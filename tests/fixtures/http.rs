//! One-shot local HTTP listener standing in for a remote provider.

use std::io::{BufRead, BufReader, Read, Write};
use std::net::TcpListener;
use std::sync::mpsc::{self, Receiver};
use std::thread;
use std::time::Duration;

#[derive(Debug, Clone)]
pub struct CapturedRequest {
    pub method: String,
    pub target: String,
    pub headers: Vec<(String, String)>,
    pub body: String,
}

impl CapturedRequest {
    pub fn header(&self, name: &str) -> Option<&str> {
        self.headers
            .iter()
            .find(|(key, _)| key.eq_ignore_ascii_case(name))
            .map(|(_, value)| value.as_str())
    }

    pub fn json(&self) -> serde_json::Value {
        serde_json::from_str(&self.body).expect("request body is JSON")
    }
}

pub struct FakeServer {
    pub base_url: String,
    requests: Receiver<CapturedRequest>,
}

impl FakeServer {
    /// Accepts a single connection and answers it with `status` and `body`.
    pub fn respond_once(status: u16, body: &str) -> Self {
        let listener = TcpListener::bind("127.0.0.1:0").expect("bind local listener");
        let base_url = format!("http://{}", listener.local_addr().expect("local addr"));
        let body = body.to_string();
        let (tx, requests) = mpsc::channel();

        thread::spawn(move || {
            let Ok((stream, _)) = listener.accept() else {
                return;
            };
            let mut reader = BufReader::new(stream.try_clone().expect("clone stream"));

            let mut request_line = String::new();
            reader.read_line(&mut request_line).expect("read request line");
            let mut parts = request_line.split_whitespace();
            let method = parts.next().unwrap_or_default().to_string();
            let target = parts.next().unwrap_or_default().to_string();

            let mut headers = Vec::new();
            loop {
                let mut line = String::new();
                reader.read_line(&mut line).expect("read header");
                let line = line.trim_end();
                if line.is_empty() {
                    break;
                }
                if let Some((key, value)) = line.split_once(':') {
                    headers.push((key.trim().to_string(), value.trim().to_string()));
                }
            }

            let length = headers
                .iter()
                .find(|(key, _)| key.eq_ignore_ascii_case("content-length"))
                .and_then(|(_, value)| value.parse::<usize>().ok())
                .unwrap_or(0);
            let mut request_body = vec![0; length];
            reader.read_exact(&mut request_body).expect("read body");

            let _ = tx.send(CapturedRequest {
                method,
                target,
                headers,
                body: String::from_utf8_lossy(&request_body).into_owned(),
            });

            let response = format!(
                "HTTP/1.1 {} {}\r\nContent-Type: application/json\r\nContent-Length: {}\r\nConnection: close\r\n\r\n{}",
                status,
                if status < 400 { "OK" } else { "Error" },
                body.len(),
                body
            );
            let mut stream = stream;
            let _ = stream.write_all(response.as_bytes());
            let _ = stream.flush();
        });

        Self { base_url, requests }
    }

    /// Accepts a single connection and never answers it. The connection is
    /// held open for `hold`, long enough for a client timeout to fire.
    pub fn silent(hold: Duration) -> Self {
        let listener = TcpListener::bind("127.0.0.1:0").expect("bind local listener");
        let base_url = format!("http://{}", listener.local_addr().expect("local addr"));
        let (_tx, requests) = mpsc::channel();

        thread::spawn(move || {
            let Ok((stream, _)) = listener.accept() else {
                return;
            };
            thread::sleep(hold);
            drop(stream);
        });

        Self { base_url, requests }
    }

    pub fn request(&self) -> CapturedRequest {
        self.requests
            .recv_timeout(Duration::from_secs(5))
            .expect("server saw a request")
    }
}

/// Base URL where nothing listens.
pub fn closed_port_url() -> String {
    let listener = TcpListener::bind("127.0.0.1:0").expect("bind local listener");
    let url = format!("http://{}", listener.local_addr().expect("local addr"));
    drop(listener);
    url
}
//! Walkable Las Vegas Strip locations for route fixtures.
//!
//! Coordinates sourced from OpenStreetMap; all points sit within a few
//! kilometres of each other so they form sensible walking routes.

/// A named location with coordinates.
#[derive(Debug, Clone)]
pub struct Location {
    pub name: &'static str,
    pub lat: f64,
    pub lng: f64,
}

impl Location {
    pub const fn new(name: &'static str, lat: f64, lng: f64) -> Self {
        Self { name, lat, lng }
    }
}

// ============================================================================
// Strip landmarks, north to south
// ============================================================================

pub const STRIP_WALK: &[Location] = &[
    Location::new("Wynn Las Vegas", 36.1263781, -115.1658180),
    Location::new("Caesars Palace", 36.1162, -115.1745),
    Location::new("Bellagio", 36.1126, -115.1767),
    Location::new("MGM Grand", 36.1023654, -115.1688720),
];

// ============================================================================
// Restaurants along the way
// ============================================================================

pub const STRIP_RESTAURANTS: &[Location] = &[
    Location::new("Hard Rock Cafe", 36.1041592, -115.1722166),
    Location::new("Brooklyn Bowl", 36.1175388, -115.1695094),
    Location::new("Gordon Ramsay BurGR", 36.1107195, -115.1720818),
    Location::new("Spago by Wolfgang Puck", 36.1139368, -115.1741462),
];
__________________________________________________
- [Problem to work on]: Give back every line from the beginning of the records through the line holding "let method = parts.next().unwrap_or_default().to_string();", exactly as it reads, and leave out the rest.

- [Answer area]:
filename tests/fixtures/http.rs
//! One-shot local HTTP listener standing in for a remote provider.

use std::io::{BufRead, BufReader, Read, Write};
use std::net::TcpListener;
use std::sync::mpsc::{self, Receiver};
use std::thread;
use std::time::Duration;

#[derive(Debug, Clone)]
pub struct CapturedRequest {
    pub method: String,
    pub target: String,
    pub headers: Vec<(String, String)>,
    pub body: String,
}

impl CapturedRequest {
    pub fn header(&self, name: &str) -> Option<&str> {
        self.headers
            .iter()
            .find(|(key, _)| key.eq_ignore_ascii_case(name))
            .map(|(_, value)| value.as_str())
    }

    pub fn json(&self) -> serde_json::Value {
        serde_json::from_str(&self.body).expect("request body is JSON")
    }
}

pub struct FakeServer {
    pub base_url: String,
    requests: Receiver<CapturedRequest>,
}

impl FakeServer {
    /// Accepts a single connection and answers it with `status` and `body`.
    pub fn respond_once(status: u16, body: &str) -> Self {
        let listener = TcpListener::bind("127.0.0.1:0").expect("bind local listener");
        let base_url = format!("http://{}", listener.local_addr().expect("local addr"));
        let body = body.to_string();
        let (tx, requests) = mpsc::channel();

        thread::spawn(move || {
            let Ok((stream, _)) = listener.accept() else {
                return;
            };
            let mut reader = BufReader::new(stream.try_clone().expect("clone stream"));

            let mut request_line = String::new();
            reader.read_line(&mut request_line).expect("read request line");
            let mut parts = request_line.split_whitespace();
            let method = parts.next().unwrap_or_default().to_string();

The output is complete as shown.